#### Activity:
In the entries below, find every line with "offset" and copy it.

START Information given

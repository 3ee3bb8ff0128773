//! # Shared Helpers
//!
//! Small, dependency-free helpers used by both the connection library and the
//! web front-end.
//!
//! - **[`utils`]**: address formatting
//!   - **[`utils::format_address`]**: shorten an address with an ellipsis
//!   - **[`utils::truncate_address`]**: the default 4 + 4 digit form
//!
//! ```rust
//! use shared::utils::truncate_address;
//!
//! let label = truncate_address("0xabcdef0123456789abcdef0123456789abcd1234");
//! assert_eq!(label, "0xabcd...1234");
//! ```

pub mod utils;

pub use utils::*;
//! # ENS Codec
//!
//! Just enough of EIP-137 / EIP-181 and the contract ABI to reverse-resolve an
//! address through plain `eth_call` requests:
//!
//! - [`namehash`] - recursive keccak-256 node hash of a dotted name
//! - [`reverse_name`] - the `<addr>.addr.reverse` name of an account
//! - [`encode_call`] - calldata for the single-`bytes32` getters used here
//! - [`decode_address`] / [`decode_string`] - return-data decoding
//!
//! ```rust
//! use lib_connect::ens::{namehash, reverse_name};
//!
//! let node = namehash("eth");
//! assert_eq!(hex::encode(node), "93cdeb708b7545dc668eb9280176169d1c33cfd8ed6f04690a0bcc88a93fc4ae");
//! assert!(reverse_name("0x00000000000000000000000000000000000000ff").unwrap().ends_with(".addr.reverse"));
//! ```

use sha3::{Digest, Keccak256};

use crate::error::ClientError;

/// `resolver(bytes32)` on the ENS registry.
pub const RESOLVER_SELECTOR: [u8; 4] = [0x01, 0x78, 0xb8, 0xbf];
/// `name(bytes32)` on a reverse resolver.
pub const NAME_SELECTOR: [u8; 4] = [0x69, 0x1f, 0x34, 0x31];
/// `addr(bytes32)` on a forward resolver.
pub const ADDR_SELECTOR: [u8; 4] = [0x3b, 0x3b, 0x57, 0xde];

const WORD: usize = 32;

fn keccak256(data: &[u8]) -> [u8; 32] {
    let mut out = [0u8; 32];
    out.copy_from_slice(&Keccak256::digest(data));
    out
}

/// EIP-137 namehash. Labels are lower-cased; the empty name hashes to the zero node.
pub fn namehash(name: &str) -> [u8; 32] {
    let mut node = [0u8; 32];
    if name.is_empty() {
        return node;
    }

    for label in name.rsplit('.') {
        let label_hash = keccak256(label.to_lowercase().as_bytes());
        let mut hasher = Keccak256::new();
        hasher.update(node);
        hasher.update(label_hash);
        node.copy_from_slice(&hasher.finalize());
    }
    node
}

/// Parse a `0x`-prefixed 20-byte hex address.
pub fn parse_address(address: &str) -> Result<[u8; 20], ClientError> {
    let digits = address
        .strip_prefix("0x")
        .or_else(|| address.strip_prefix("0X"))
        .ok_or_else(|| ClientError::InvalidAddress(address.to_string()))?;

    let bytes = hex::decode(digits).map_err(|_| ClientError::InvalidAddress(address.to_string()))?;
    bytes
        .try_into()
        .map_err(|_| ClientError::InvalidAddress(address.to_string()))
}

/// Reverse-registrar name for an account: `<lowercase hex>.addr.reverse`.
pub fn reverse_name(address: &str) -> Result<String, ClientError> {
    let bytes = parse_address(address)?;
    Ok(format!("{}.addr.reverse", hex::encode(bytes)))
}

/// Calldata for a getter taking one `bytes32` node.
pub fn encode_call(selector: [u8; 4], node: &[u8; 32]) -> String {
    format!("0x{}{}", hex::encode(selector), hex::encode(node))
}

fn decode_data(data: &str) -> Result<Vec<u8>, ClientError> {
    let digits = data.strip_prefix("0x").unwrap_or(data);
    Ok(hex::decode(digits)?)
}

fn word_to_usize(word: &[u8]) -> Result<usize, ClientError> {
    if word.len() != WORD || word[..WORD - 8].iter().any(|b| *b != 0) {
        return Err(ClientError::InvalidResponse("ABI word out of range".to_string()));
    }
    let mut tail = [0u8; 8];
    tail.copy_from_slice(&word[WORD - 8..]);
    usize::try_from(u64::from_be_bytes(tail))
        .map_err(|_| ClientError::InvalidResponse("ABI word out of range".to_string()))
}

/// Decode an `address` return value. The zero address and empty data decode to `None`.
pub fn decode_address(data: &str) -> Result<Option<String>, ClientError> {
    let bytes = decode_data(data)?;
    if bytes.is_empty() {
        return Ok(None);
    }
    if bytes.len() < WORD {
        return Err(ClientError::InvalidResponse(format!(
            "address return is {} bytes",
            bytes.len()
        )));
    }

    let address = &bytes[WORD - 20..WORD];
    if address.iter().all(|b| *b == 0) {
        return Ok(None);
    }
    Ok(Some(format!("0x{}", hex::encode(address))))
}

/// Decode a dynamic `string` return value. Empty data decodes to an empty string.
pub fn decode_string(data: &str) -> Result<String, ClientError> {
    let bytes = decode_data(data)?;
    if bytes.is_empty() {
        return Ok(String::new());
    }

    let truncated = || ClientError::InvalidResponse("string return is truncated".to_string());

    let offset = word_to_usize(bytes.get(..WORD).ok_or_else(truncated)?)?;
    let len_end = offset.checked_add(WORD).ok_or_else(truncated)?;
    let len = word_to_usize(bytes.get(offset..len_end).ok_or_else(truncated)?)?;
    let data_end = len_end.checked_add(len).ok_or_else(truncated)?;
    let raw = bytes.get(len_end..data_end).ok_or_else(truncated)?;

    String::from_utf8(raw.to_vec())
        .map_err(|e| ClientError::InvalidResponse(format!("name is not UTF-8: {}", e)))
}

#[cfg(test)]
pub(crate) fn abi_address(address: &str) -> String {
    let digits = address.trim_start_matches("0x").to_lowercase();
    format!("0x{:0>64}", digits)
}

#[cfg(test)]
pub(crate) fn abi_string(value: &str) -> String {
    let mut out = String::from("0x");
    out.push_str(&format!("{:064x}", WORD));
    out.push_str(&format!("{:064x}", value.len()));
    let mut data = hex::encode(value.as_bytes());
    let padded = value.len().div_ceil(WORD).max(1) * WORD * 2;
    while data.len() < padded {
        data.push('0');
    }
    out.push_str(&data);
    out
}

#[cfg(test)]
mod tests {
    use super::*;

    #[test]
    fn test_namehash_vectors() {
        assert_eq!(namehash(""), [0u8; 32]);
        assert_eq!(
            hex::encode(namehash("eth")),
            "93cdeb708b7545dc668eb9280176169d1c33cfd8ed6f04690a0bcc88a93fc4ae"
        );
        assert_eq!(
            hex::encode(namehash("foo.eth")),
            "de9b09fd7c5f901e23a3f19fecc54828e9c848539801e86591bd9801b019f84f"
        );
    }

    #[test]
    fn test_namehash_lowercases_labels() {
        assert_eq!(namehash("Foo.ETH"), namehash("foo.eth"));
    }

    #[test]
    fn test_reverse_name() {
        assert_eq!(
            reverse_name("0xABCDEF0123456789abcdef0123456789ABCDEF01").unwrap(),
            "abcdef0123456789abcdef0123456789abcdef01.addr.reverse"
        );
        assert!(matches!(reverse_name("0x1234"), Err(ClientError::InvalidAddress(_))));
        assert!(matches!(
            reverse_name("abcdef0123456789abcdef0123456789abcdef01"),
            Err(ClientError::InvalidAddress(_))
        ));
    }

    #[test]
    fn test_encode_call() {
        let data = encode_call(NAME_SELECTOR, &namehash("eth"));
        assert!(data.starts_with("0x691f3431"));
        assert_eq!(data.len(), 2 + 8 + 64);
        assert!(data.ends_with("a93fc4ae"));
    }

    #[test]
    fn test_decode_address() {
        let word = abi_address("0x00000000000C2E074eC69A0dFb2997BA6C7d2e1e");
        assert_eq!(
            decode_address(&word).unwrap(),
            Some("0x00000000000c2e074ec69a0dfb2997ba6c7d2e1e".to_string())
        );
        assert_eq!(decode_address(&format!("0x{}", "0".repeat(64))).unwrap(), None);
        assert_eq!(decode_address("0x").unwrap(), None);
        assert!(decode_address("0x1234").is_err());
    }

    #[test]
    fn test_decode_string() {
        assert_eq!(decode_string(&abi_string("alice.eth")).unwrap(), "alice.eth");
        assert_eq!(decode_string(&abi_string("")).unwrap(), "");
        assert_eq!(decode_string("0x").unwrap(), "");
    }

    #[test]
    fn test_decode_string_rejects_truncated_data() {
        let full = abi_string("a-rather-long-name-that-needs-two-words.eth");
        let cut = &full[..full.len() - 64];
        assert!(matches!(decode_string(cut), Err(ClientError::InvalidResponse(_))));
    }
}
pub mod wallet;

END Information given

#### Response for this exercise:
    let offset = word_to_usize(bytes.get(..WORD).ok_or_else(truncated)?)?;
    let len_end = offset.checked_add(WORD).ok_or_else(truncated)?;
    let len = word_to_usize(bytes.get(offset..len_end).ok_or_else(truncated)?)?;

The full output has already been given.